[Dataset excerpts]
= = = =
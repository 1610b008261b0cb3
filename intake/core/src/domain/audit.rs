// Copyright (c) 2026 100monkeys.ai
// SPDX-License-Identifier: AGPL-3.0

//! Append-only audit log. Entries are written in the same transaction as
//! the mutation they describe and are never updated afterwards.

use crate::domain::application::ApplicationId;
use crate::domain::principal::{Principal, UserId};
use chrono::{DateTime, Utc};
use serde::{Deserialize, Serialize};
use std::fmt;
use std::str::FromStr;
use thiserror::Error;

#[derive(Debug, Clone, Copy, PartialEq, Eq, Hash, Serialize, Deserialize)]
#[serde(rename_all = "lowercase")]
pub enum AuditAction {
    Created,
    Updated,
    Submitted,
    Deleted,
}

impl AuditAction {
    pub fn as_str(&self) -> &'static str {
        match self {
            AuditAction::Created => "created",
            AuditAction::Updated => "updated",
            AuditAction::Submitted => "submitted",
            AuditAction::Deleted => "deleted",
        }
    }
}

impl fmt::Display for AuditAction {
    fn fmt(&self, f: &mut fmt::Formatter<'_>) -> fmt::Result {
        f.write_str(self.as_str())
    }
}

#[derive(Debug, Error)]
#[error("Unknown audit action: {0}")]
pub struct UnknownAuditAction(pub String);

impl FromStr for AuditAction {
    type Err = UnknownAuditAction;

    fn from_str(s: &str) -> Result<Self, Self::Err> {
        match s {
            "created" => Ok(AuditAction::Created),
            "updated" => Ok(AuditAction::Updated),
            "submitted" => Ok(AuditAction::Submitted),
            "deleted" => Ok(AuditAction::Deleted),
            other => Err(UnknownAuditAction(other.to_string())),
        }
    }
}

#[derive(Debug, Clone, PartialEq, Eq, Serialize, Deserialize)]
pub struct AuditEntry {
    pub id: i64,
    /// `None` once the application row is gone.
    pub application_id: Option<ApplicationId>,
    pub user_id: UserId,
    pub action: AuditAction,
    pub details: Option<String>,
    pub timestamp: DateTime<Utc>,
}

#[derive(Debug, Clone, PartialEq, Eq)]
pub struct NewAuditEntry {
    pub application_id: Option<ApplicationId>,
    pub user_id: UserId,
    pub action: AuditAction,
    pub details: Option<String>,
    pub timestamp: DateTime<Utc>,
}

impl NewAuditEntry {
    pub fn created(application_id: ApplicationId, actor: &Principal, now: DateTime<Utc>) -> Self {
        Self::entry(Some(application_id), actor, AuditAction::Created, "Application created", now)
    }

    pub fn updated(application_id: ApplicationId, actor: &Principal, now: DateTime<Utc>) -> Self {
        let details = format!("Application updated by {}", actor.email);
        Self::entry(Some(application_id), actor, AuditAction::Updated, details, now)
    }

    pub fn file_attached(
        application_id: ApplicationId,
        actor: &Principal,
        filename: &str,
        now: DateTime<Utc>,
    ) -> Self {
        let details = format!("File {} attached by {}", filename, actor.email);
        Self::entry(Some(application_id), actor, AuditAction::Updated, details, now)
    }

    pub fn submitted(application_id: ApplicationId, actor: &Principal, now: DateTime<Utc>) -> Self {
        Self::entry(Some(application_id), actor, AuditAction::Submitted, "Application submitted", now)
    }

    /// Written after the row is gone, so the reference is null and the id
    /// survives only in `details`.
    pub fn deleted(application_id: ApplicationId, actor: &Principal, now: DateTime<Utc>) -> Self {
        let details = format!("Application {} deleted by {}", application_id, actor.email);
        Self::entry(None, actor, AuditAction::Deleted, details, now)
    }

    fn entry(
        application_id: Option<ApplicationId>,
        actor: &Principal,
        action: AuditAction,
        details: impl Into<String>,
        now: DateTime<Utc>,
    ) -> Self {
        Self {
            application_id,
            user_id: actor.id,
            action,
            details: Some(details.into()),
            timestamp: now,
        }
    }

    pub fn into_entry(self, id: i64) -> AuditEntry {
        AuditEntry {
            id,
            application_id: self.application_id,
            user_id: self.user_id,
            action: self.action,
            details: self.details,
            timestamp: self.timestamp,
        }
    }
}

#[cfg(test)]
mod tests {
    use super::*;
    use crate::domain::principal::Role;

    #[test]
    fn test_updated_entry_names_the_actor() {
        let admin = Principal::new(UserId(1), "admin@example.com", Role::Admin);
        let entry = NewAuditEntry::updated(ApplicationId(3), &admin, Utc::now());
        assert_eq!(entry.action, AuditAction::Updated);
        assert_eq!(entry.user_id, UserId(1));
        assert!(entry.details.unwrap().contains("admin@example.com"));
    }

    #[test]
    fn test_deleted_entry_has_no_application_reference() {
        let user = Principal::new(UserId(2), "a@example.com", Role::User);
        let entry = NewAuditEntry::deleted(ApplicationId(9), &user, Utc::now());
        assert_eq!(entry.application_id, None);
        assert_eq!(entry.details.as_deref(), Some("Application 9 deleted by a@example.com"));
    }

    #[test]
    fn test_action_round_trips_through_text() {
        for action in [AuditAction::Created, AuditAction::Updated, AuditAction::Submitted, AuditAction::Deleted] {
            assert_eq!(action.as_str().parse::<AuditAction>().unwrap(), action);
        }
    }
}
= = = =
◆ **Problem to work on**: In the entries above, find the line holding "#[derive(Debug, Clone, PartialEq, Eq, Serialize, Deserialize)]" and the line holding "survives only in", then retype exactly those two lines and every line between them, and nothing else.

◆ **Written solution**:
#[derive(Debug, Clone, PartialEq, Eq, Serialize, Deserialize)]
pub struct AuditEntry {
    pub id: i64,
    /// `None` once the application row is gone.
    pub application_id: Option<ApplicationId>,
    pub user_id: UserId,
    pub action: AuditAction,
    pub details: Option<String>,
    pub timestamp: DateTime<Utc>,
}

#[derive(Debug, Clone, PartialEq, Eq)]
pub struct NewAuditEntry {
    pub application_id: Option<ApplicationId>,
    pub user_id: UserId,
    pub action: AuditAction,
    pub details: Option<String>,
    pub timestamp: DateTime<Utc>,
}

impl NewAuditEntry {
    pub fn created(application_id: ApplicationId, actor: &Principal, now: DateTime<Utc>) -> Self {
        Self::entry(Some(application_id), actor, AuditAction::Created, "Application created", now)
    }

    pub fn updated(application_id: ApplicationId, actor: &Principal, now: DateTime<Utc>) -> Self {
        let details = format!("Application updated by {}", actor.email);
        Self::entry(Some(application_id), actor, AuditAction::Updated, details, now)
    }

    pub fn file_attached(
        application_id: ApplicationId,
        actor: &Principal,
        filename: &str,
        now: DateTime<Utc>,
    ) -> Self {
        let details = format!("File {} attached by {}", filename, actor.email);
        Self::entry(Some(application_id), actor, AuditAction::Updated, details, now)
    }

    pub fn submitted(application_id: ApplicationId, actor: &Principal, now: DateTime<Utc>) -> Self {
        Self::entry(Some(application_id), actor, AuditAction::Submitted, "Application submitted", now)
    }

    /// Written after the row is gone, so the reference is null and the id
    /// survives only in `details`.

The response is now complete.